The art of storytelling is one that is highly sought after and not easy to find. It takes a truly creative mind to dedicate time to perfecting and crafting the right story that people will want to even care about. Sometimes it will even require the writer to go back, multiple times, to re-write what they have written. And all of that takes time. A good story will come to the storyteller instantly, but it will take weeks, even months, to formulate the whole thing, from beginning to end.

That being said, the art of doing it is long, arduous, and usually never very satisfying. Because the storyteller must got through their story more than a dozen times, which kills off the love of the piece. That is, unless the story is that good and timeless. A really great story can captivate even the author the more that they read it. And reading it over should spark new ideas and concepts during each reading.

The really cool thing about crafting a story is that, it’s yours. You can do with it what you please. Sometimes, when you feel that you’re going in the wrong direction, you might seek the advice of others. They will poke and prod the story, asking you numerous questions. And many times, the author (or artist, in this case), will hate to have their story picked through. I know, many time when I write a script, I don’t want people coming in to tell me that my story is weak, or that my characters “need more development”. How do these people know that the art of this particular story isn’t best told the way it’s described on paper?
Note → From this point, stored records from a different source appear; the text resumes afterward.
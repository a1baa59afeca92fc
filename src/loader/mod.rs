//! # Manifest Loader
//!
//! Incrementally materializes a [`Collection`] by walking a remote
//! descriptor tree through an injected [`Fetcher`] capability. Successors
//! of a descriptor are resolved by its declared media type; unknown media
//! types are leaves.
//!
//! Cancellation is expressed through the fetcher: dropping the `load`
//! future, or a fetcher that observes its own cancellation signal and
//! returns an error, aborts the build on the next visit. The loader has no
//! timeout of its own beyond whatever budget its caller enforces.

pub mod manifest;

use async_trait::async_trait;
use bytes::Bytes;
use hashbrown::HashSet;
use smallvec::SmallVec;
use tracing::debug;

use crate::collection::Collection;
use crate::model::{ANNOTATION_ATTRIBUTES, AttributeSet, Descriptor, Edge, Node};
use crate::{Error, Result};

pub use manifest::{
    MEDIA_TYPE_ARTIFACT_MANIFEST, MEDIA_TYPE_COLLECTION_MANIFEST, MEDIA_TYPE_DOCKER_MANIFEST,
    MEDIA_TYPE_DOCKER_MANIFEST_LIST, MEDIA_TYPE_IMAGE_INDEX, MEDIA_TYPE_IMAGE_MANIFEST,
};

// ============================================================================
// Fetcher contract
// ============================================================================

/// The injected fetch capability, supplied by an external registry client.
///
/// Must be deterministic per digest and safe to call repeatedly — the
/// loader may request the same descriptor from multiple call sites before
/// deduplication catches up. The implementation may fetch independent
/// branches with internal concurrency as long as it honors cancellation
/// and stays deterministic.
#[async_trait]
pub trait Fetcher: Send + Sync {
    async fn fetch(&self, descriptor: &Descriptor) -> Result<Bytes>;
}

// ============================================================================
// ManifestLoader
// ============================================================================

/// Builds or extends a `Collection` from a root descriptor.
pub struct ManifestLoader<F: Fetcher> {
    fetcher: F,
}

/// Successor lists are almost always small (config + a few layers).
type Successors = SmallVec<[Descriptor; 4]>;

impl<F: Fetcher> ManifestLoader<F> {
    pub fn new(fetcher: F) -> Self {
        Self { fetcher }
    }

    /// Access the underlying fetcher (for advanced use).
    pub fn fetcher(&self) -> &F {
        &self.fetcher
    }

    /// Build a fresh collection for `reference` rooted at `root`.
    pub async fn load(&self, reference: &str, root: Descriptor) -> Result<Collection> {
        let mut collection = Collection::new(reference);
        self.load_into(root, &mut collection).await?;
        Ok(collection)
    }

    /// Walk the descriptor tree under `root`, adding nodes and edges to
    /// `collection`. Nodes are keyed by digest and created idempotently —
    /// a digest already present is reused, never duplicated. A per-walk
    /// seen set prevents re-resolving successors of a descriptor reachable
    /// from multiple parents.
    ///
    /// The collection must not be queried concurrently while this runs;
    /// once it returns, the collection is read-only and freely shareable.
    pub async fn load_into(&self, root: Descriptor, collection: &mut Collection) -> Result<()> {
        self.ensure_node(&root, collection)?;

        let mut expanded: HashSet<String> = HashSet::new();
        let mut stack: Vec<Descriptor> = vec![root];

        while let Some(descriptor) = stack.pop() {
            if !expanded.insert(descriptor.digest.clone()) {
                continue;
            }
            let successors = self.successors(&descriptor).await?;
            debug!(
                digest = %descriptor.digest,
                media_type = %descriptor.media_type,
                successors = successors.len(),
                "resolved descriptor"
            );
            for successor in successors {
                self.ensure_node(&successor, collection)?;
                collection.add_edge(Edge::new(&descriptor.digest, &successor.digest))?;
                stack.push(successor);
            }
        }
        Ok(())
    }

    /// Look up or create the graph node for `descriptor`.
    fn ensure_node(&self, descriptor: &Descriptor, collection: &mut Collection) -> Result<()> {
        if collection.node_by_id(&descriptor.digest).is_some() {
            return Ok(());
        }
        collection.add_node(node_from_descriptor(descriptor)?)
    }

    /// Media-type-specific successor resolution. Descriptors of unknown
    /// media types are leaves, not errors.
    async fn successors(&self, descriptor: &Descriptor) -> Result<Successors> {
        match descriptor.media_type.as_str() {
            MEDIA_TYPE_IMAGE_MANIFEST | MEDIA_TYPE_DOCKER_MANIFEST => {
                let manifest: manifest::ImageManifest = self.fetch_decoded(descriptor).await?;
                let mut successors = Successors::new();
                successors.push(manifest.config);
                successors.extend(manifest.layers);
                Ok(successors)
            }
            MEDIA_TYPE_IMAGE_INDEX | MEDIA_TYPE_DOCKER_MANIFEST_LIST => {
                let index: manifest::ImageIndex = self.fetch_decoded(descriptor).await?;
                Ok(index.manifests.into_iter().collect())
            }
            MEDIA_TYPE_ARTIFACT_MANIFEST => {
                let manifest: manifest::ArtifactManifest = self.fetch_decoded(descriptor).await?;
                let mut successors = Successors::new();
                successors.extend(manifest.subject);
                successors.extend(manifest.blobs);
                Ok(successors)
            }
            MEDIA_TYPE_COLLECTION_MANIFEST => {
                let manifest: manifest::CollectionManifest =
                    self.fetch_decoded(descriptor).await?;
                Ok(manifest
                    .blobs
                    .into_iter()
                    .map(manifest::CollectionBlob::into_descriptor)
                    .collect())
            }
            _ => Ok(Successors::new()),
        }
    }

    async fn fetch_decoded<T: serde::de::DeserializeOwned>(
        &self,
        descriptor: &Descriptor,
    ) -> Result<T> {
        let payload = self.fetcher.fetch(descriptor).await?;
        serde_json::from_slice(&payload).map_err(|source| Error::ManifestDecode {
            digest: descriptor.digest.clone(),
            source,
        })
    }
}

/// Build a graph node from a descriptor: digest identity, title-or-digest
/// address, attributes decoded from the reserved annotation.
fn node_from_descriptor(descriptor: &Descriptor) -> Result<Node> {
    let mut attributes = AttributeSet::new();
    if let Some(raw) = descriptor.annotations.get(ANNOTATION_ATTRIBUTES) {
        let document: serde_json::Value = serde_json::from_str(raw)?;
        attributes = AttributeSet::from_json(&document)?;
    }
    Ok(Node::new(&descriptor.digest, descriptor.address())
        .with_attributes(attributes)
        .with_descriptor(descriptor.clone()))
}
Who are they to judge? Yeah, you asked for their opinion, but not for them to dissect and destroy what you’ve written. So why should they do that?

The fact is, it’s your art. If you don’t want someone, even people you trust highly, to pick apart your work, keep it to yourself. Present it when you’re ready to, and make sure that the production, or book, or painting, is ready to be presented for production or to the world. You are not obligated to listen to critiques, critics, or friends with “good intentions”. You can absolutely do what you want to do. And that is the fine art of storytelling. Creating something original that you’ve worked on and presented to the world to be accepted, or not.
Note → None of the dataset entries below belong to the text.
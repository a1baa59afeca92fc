//! Shared, atomically decremented traversal budget.

use std::sync::atomic::{AtomicI64, Ordering};

/// A bounded counter of remaining node visits.
///
/// The decrement is a single atomic operation, so one `Budget` may be
/// shared by reference across multiple concurrent traversals to enforce a
/// global node-visit cap. Construct it explicitly and pass it in — there
/// is no global budget.
#[derive(Debug)]
pub struct Budget {
    remaining: AtomicI64,
}

impl Budget {
    pub fn new(node_visits: i64) -> Self {
        Self { remaining: AtomicI64::new(node_visits) }
    }

    /// Charge one node visit. Returns `false` when the budget was already
    /// exhausted; the counter may go negative under contention, which only
    /// ever makes later calls fail as well.
    pub fn consume(&self) -> bool {
        self.remaining.fetch_sub(1, Ordering::SeqCst) > 0
    }

    pub fn remaining(&self) -> i64 {
        self.remaining.load(Ordering::SeqCst)
    }
}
Sometimes your work is rejected. Numerous times I have watched people present their work to the heads of big companies only to be rejected. And 50% of those times, the people went on to make their movie. And of those 50%, about 60% found success. Pretty good odds for something that they were told would never be made or would ever make it. They took their chance, stuck to their guns, and did what was required to turn their art into something that people could appreciate. And it worked. You can do that, too, so don’t fall to the doubters.

So, how do I come up with the stories I create? It’s rather simple… I look around at life and think about it. If something has a question that I feel has never been answered, I’ll answer it through a process of questions and answers. And if any of those questions compel me to write a story, I’ll do it. And yes, I’ve had people read the stuff and tell me it wasn’t good enough. But then I gauged what that person had accomplished in their life, and it put me back into the mode of, “It’s my story, and I will tell it how I wish.” And when that story is done, and has been put on film/video, I run back to show them what I was doing and prove myself to them. And that tends to shut them up for the future.

So, shut up… Make your story… Don’t feel obligated to share it… Do it, dammit!